/---

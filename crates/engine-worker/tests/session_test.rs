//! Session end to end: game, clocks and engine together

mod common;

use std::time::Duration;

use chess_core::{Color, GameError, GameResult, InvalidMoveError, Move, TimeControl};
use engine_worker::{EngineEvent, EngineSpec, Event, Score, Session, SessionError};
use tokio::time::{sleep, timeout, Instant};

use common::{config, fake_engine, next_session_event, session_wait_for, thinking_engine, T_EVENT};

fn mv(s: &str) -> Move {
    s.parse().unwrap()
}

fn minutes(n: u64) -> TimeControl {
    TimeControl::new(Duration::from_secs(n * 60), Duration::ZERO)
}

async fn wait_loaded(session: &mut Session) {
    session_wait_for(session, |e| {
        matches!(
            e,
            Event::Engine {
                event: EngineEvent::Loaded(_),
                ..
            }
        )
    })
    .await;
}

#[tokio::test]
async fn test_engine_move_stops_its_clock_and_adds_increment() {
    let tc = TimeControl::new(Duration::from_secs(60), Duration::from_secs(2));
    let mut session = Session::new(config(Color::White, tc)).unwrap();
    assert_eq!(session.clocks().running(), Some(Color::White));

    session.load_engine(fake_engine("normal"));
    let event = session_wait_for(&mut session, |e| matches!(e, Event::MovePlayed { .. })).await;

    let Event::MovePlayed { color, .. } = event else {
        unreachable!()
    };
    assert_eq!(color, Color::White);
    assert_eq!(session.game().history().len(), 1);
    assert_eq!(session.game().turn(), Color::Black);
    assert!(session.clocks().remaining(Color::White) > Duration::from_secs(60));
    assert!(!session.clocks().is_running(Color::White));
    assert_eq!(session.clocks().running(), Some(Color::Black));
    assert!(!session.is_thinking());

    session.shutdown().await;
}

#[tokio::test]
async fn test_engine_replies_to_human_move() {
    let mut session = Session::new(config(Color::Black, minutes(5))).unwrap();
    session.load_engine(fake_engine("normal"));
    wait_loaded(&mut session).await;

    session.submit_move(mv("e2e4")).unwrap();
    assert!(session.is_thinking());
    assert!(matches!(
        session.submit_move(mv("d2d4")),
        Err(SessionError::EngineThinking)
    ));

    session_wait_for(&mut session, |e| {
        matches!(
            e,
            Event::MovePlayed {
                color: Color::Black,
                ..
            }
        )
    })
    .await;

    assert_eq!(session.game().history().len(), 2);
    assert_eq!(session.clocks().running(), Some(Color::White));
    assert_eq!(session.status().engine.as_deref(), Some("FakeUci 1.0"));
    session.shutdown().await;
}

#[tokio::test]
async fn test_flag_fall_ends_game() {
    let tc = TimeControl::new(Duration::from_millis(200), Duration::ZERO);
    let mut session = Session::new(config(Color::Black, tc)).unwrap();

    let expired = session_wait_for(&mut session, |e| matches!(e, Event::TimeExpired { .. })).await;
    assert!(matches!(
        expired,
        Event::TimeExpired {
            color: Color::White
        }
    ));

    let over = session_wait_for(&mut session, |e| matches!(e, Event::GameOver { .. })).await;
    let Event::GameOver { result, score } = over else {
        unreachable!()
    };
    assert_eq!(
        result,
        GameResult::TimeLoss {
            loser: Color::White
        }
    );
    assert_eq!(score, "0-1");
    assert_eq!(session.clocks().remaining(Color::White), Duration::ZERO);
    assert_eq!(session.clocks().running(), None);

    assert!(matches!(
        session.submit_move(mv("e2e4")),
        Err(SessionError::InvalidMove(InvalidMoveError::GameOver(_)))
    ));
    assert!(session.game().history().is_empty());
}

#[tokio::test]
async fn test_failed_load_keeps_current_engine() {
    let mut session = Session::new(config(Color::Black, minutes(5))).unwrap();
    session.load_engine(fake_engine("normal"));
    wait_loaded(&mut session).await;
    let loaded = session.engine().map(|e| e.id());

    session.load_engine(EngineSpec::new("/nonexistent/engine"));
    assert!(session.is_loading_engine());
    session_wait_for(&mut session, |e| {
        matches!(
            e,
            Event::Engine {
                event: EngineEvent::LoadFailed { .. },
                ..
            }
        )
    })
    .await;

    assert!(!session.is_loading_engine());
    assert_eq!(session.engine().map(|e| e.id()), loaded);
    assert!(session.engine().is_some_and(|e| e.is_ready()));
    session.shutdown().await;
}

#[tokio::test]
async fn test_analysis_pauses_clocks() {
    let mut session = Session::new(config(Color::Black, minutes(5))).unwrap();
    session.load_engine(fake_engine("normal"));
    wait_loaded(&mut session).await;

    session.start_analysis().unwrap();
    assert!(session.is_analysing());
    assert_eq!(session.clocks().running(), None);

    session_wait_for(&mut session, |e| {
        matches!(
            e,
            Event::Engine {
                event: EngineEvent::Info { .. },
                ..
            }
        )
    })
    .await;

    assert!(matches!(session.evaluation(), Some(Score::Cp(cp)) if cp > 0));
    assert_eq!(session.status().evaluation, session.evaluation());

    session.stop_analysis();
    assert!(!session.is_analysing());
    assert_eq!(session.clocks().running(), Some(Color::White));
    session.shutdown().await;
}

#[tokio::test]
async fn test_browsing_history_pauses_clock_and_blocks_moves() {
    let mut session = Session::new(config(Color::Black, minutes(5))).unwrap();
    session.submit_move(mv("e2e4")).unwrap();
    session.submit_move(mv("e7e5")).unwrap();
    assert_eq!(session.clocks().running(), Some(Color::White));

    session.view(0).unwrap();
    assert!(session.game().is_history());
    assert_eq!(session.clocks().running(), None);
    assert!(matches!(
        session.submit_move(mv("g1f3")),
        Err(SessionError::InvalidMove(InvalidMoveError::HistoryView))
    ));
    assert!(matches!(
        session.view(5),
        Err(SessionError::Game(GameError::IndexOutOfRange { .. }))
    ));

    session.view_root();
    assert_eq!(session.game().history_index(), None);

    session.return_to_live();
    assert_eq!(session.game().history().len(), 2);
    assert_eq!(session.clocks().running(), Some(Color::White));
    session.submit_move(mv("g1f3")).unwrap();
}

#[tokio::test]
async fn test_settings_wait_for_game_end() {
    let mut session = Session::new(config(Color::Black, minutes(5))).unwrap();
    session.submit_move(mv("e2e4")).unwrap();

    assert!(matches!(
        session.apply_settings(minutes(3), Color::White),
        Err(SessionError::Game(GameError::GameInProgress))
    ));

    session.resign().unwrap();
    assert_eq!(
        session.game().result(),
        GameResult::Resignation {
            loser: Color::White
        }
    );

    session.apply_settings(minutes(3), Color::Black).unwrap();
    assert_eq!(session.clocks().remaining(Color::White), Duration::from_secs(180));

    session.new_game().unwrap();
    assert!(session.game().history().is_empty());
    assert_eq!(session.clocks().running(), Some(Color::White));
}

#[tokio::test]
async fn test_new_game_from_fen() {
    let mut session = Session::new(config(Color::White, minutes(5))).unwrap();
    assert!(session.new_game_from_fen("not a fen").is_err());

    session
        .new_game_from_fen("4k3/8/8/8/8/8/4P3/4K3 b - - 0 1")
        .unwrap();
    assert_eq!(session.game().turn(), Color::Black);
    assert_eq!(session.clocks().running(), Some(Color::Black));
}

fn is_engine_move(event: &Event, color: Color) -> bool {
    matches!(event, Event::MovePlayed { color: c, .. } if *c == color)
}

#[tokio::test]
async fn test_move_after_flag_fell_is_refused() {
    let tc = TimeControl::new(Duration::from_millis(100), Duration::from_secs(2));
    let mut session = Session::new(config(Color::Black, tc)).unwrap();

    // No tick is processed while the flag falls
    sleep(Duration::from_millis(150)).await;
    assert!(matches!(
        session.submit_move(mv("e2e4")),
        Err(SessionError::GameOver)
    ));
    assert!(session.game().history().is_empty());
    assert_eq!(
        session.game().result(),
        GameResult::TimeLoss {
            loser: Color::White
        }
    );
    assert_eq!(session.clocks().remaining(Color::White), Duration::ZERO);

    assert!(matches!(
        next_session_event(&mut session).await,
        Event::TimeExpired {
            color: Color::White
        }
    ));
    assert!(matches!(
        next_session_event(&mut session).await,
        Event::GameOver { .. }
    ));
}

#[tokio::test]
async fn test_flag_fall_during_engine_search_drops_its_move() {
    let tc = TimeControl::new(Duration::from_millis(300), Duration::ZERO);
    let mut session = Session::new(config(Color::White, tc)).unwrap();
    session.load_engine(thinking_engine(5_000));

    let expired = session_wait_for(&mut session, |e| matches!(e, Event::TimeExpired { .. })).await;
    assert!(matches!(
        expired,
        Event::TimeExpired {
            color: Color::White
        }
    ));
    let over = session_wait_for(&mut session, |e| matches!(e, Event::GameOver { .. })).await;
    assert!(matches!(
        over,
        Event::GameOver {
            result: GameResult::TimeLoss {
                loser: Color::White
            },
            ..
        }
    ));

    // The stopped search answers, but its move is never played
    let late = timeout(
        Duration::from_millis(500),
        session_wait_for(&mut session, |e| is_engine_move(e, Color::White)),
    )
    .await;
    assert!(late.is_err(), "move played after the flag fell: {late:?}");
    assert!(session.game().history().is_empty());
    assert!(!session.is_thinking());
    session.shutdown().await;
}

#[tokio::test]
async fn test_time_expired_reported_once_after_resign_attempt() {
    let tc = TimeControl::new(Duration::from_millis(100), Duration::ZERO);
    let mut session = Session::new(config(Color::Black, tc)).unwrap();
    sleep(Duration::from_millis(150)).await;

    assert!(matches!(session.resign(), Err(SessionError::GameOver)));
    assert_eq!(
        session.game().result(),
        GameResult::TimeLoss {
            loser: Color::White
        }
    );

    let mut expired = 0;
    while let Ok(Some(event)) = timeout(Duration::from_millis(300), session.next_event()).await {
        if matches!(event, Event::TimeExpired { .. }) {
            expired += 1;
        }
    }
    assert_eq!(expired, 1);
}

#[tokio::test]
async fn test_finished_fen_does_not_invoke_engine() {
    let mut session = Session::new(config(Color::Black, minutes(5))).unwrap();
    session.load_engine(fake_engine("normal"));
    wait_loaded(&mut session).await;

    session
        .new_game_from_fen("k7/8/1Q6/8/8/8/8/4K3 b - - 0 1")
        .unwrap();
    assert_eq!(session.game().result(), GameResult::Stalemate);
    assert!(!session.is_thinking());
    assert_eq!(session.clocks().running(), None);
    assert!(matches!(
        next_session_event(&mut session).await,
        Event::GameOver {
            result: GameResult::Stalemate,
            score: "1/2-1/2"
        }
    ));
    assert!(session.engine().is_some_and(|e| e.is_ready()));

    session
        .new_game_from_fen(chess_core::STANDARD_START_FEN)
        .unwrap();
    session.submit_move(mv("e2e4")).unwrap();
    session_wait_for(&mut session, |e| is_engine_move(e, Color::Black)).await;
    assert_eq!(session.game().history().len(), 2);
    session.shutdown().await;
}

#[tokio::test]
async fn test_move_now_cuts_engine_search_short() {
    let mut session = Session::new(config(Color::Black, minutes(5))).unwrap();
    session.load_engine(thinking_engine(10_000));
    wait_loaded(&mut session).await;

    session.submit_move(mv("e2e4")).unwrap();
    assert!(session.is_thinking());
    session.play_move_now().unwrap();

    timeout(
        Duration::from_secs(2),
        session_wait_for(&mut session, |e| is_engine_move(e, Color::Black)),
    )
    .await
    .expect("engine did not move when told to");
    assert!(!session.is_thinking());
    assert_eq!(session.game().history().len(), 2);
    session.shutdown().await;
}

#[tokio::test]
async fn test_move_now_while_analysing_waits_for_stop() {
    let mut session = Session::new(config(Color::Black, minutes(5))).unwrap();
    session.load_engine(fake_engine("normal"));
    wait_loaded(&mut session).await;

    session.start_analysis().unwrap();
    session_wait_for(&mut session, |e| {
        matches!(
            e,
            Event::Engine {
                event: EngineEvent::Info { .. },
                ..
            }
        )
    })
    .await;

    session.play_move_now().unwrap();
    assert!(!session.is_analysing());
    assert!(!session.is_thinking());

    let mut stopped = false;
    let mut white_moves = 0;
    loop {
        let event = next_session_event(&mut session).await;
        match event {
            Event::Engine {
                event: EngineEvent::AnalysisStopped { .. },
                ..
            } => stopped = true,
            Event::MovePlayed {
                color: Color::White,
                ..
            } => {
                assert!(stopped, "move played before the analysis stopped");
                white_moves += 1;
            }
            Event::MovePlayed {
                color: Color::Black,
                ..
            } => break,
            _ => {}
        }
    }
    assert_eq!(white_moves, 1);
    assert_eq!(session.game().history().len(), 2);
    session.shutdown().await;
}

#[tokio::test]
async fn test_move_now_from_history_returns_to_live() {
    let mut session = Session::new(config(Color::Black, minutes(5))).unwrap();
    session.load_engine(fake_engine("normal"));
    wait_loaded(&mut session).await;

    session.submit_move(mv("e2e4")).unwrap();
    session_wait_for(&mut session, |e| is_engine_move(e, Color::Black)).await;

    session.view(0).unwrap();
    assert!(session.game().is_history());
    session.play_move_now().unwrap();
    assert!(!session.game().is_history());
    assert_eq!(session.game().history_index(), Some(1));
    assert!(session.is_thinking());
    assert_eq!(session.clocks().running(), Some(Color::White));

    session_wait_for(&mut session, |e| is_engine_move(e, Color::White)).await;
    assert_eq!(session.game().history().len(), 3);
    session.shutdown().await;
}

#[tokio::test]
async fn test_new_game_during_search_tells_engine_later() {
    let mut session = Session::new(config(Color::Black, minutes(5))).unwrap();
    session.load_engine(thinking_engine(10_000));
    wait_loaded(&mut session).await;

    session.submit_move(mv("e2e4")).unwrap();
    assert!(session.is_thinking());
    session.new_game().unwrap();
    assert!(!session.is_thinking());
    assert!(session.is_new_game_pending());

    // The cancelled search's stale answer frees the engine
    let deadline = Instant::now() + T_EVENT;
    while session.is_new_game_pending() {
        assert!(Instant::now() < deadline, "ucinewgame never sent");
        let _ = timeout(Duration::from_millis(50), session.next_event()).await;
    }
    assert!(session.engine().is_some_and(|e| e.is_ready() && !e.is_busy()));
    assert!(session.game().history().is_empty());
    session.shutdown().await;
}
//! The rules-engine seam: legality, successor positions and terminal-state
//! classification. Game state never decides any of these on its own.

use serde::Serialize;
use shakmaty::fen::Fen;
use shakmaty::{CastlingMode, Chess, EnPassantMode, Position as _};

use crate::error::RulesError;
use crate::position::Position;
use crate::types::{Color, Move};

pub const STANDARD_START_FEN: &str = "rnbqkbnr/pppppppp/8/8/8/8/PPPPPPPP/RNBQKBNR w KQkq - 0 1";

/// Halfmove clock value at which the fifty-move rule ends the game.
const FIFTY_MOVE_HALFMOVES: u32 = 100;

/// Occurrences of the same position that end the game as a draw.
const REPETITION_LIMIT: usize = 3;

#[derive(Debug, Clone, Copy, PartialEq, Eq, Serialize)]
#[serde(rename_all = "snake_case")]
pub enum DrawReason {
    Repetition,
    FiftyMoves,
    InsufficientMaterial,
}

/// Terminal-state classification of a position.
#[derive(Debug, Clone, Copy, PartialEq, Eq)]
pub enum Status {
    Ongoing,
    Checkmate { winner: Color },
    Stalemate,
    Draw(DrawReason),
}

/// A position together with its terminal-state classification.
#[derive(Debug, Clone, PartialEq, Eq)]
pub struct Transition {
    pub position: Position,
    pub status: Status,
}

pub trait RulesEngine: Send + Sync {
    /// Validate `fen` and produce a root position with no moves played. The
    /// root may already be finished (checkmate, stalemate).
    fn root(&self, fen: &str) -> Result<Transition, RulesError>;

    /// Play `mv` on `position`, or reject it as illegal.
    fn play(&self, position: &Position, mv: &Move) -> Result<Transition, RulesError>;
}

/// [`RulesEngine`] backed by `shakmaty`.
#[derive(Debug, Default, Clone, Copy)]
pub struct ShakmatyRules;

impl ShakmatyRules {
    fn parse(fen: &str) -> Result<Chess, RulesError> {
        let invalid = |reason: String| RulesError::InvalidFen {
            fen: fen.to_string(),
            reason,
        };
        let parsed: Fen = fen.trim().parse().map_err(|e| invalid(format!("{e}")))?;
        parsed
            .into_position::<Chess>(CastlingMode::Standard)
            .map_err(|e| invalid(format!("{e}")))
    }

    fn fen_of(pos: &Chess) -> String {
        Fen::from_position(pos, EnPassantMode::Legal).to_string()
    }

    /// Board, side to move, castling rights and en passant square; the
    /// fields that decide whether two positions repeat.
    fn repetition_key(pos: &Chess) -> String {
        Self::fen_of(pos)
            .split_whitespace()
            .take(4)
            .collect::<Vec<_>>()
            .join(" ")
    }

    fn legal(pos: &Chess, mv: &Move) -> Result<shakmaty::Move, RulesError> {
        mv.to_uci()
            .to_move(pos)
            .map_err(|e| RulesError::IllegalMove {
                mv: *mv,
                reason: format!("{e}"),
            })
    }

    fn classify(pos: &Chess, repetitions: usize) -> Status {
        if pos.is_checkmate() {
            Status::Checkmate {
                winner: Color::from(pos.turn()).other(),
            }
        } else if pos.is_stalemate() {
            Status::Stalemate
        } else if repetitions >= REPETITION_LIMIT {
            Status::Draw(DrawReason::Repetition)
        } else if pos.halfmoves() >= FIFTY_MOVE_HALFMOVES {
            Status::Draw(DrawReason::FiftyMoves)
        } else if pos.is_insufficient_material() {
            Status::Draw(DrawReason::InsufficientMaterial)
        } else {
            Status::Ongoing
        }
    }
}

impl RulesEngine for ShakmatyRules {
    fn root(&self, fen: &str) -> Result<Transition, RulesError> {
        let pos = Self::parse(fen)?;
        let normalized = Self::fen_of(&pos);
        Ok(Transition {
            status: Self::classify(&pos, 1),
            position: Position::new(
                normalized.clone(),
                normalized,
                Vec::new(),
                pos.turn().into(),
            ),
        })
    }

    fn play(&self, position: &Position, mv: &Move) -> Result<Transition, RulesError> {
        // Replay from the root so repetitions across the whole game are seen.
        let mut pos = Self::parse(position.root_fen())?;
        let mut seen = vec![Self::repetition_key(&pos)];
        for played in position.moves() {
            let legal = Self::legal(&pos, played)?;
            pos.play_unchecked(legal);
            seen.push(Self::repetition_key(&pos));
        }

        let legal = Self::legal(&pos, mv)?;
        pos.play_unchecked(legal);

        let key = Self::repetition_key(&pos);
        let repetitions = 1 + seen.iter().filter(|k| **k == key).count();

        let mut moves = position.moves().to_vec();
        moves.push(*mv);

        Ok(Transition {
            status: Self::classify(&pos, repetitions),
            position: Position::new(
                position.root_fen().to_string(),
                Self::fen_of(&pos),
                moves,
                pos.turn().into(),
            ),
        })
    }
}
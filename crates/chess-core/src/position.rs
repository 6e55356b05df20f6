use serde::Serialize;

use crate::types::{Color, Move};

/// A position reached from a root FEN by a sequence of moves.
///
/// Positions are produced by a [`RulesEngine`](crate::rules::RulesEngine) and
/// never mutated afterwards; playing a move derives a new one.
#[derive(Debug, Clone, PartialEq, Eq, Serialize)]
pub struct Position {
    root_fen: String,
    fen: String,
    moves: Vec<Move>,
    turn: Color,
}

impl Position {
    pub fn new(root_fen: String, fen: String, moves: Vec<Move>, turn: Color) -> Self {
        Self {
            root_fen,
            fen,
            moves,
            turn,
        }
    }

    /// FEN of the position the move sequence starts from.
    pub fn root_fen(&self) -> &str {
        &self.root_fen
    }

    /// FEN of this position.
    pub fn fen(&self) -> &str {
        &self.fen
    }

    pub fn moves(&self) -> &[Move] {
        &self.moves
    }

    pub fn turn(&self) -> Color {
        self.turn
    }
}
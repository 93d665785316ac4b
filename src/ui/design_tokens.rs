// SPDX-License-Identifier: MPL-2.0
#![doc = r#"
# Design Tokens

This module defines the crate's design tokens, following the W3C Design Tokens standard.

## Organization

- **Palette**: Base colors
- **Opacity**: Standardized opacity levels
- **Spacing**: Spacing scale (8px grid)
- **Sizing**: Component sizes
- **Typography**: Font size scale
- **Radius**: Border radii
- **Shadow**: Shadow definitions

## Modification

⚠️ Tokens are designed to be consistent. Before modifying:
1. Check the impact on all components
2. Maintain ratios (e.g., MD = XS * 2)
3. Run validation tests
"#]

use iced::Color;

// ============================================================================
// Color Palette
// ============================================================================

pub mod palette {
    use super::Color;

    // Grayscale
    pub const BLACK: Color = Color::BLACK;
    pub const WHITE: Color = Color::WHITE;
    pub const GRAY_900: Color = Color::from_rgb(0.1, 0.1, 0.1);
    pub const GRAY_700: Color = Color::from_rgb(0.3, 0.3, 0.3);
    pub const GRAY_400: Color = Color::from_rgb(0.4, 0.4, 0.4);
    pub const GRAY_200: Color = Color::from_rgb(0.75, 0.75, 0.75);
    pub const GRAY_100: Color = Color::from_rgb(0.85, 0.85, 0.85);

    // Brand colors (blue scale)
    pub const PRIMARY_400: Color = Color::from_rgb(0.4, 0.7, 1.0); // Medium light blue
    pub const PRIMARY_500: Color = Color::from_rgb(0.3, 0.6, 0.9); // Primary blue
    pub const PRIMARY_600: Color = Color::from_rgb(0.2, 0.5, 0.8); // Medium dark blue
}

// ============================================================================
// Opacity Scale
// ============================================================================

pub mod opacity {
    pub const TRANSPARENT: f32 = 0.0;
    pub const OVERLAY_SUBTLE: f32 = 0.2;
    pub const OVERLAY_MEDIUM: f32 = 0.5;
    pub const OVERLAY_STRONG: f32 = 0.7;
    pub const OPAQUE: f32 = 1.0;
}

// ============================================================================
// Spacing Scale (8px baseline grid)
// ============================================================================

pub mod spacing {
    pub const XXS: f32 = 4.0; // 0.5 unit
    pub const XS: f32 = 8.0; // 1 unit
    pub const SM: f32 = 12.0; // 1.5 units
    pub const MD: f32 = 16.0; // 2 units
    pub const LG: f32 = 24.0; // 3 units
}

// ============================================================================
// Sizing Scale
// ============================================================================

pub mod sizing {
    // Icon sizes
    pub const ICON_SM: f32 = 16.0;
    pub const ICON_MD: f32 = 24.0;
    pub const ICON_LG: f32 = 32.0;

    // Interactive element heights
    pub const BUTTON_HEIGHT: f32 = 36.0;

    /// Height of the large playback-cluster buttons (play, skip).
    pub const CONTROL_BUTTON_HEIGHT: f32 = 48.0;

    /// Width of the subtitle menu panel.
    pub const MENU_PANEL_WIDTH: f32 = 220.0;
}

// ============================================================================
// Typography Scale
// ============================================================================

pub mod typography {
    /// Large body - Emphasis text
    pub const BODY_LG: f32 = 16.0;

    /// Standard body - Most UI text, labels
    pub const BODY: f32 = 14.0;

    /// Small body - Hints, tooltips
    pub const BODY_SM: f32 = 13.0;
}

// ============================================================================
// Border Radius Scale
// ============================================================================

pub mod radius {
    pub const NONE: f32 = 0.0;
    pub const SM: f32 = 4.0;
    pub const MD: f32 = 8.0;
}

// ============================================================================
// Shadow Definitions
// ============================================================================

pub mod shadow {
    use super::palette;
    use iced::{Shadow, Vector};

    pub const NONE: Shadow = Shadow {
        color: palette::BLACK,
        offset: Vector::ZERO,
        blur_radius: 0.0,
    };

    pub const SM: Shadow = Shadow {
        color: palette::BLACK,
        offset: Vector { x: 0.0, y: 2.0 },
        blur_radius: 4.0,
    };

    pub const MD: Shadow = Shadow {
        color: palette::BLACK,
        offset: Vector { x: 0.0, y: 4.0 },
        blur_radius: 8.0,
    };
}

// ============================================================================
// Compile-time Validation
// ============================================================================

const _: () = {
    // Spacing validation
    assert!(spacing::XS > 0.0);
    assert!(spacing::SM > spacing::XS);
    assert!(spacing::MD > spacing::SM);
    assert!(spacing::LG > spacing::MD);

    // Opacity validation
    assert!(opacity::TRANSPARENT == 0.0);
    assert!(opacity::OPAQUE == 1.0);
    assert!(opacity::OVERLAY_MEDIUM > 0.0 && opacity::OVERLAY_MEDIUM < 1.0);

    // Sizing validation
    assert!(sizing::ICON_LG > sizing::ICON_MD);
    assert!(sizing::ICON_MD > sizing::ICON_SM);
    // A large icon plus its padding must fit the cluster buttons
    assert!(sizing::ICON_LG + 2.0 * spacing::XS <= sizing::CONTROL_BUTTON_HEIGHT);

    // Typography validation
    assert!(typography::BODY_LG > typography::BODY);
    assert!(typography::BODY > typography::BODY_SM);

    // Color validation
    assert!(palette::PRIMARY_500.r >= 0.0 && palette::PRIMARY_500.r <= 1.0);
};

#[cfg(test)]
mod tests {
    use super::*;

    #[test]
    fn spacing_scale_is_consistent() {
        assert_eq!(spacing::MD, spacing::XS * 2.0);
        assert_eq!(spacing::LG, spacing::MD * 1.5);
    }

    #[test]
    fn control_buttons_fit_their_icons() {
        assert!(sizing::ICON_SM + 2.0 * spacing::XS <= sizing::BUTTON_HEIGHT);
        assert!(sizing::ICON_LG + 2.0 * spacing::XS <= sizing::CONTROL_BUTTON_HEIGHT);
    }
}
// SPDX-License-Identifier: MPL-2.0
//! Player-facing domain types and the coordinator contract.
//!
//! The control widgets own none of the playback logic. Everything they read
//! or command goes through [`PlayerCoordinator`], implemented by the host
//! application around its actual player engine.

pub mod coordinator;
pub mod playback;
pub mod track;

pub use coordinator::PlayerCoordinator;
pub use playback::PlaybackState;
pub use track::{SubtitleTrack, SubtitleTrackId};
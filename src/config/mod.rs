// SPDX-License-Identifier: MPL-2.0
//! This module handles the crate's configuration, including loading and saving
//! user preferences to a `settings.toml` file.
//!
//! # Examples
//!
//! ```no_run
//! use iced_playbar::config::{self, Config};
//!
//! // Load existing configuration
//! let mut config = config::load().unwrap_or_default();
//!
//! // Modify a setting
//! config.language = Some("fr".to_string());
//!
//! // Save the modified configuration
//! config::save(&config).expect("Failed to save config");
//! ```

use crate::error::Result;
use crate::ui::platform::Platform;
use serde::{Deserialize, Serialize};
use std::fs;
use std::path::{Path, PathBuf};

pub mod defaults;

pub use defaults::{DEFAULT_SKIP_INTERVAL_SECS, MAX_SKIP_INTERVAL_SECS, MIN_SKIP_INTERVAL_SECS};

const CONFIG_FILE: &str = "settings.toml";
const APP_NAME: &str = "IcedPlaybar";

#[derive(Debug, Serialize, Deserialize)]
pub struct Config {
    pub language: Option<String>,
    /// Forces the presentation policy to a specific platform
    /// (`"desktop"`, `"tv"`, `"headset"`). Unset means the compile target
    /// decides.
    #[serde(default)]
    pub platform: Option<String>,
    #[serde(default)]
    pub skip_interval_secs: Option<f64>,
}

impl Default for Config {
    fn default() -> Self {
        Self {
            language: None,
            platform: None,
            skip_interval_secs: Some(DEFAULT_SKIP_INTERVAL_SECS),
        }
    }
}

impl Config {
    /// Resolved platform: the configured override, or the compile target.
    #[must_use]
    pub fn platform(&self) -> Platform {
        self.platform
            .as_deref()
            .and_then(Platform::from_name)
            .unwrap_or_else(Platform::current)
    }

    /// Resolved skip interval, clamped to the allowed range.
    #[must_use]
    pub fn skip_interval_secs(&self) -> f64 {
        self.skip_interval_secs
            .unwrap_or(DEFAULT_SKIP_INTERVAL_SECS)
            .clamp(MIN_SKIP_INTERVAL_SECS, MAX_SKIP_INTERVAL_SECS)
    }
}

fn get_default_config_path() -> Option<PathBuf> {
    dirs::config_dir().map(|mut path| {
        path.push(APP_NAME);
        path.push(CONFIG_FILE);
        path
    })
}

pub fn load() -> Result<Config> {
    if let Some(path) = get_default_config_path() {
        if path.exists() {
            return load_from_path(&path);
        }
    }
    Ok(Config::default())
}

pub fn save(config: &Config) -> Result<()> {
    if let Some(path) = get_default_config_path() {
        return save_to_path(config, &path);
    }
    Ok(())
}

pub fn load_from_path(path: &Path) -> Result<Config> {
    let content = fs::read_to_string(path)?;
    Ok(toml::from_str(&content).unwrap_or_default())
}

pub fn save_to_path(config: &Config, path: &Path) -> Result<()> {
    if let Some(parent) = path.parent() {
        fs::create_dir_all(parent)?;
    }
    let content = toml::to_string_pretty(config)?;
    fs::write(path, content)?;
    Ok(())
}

\---

ASSIGNMENT - There is a line with "mv.to_uci()" and a line with "fn classify(pos: &Chess, repetitions: usize)" above. Copy exactly those two lines and all lines between them, with nothing else.

TASK OUTPUT -
        mv.to_uci()
            .to_move(pos)
            .map_err(|e| RulesError::IllegalMove {
                mv: *mv,
                reason: format!("{e}"),
            })
    }

    fn classify(pos: &Chess, repetitions: usize) -> Status {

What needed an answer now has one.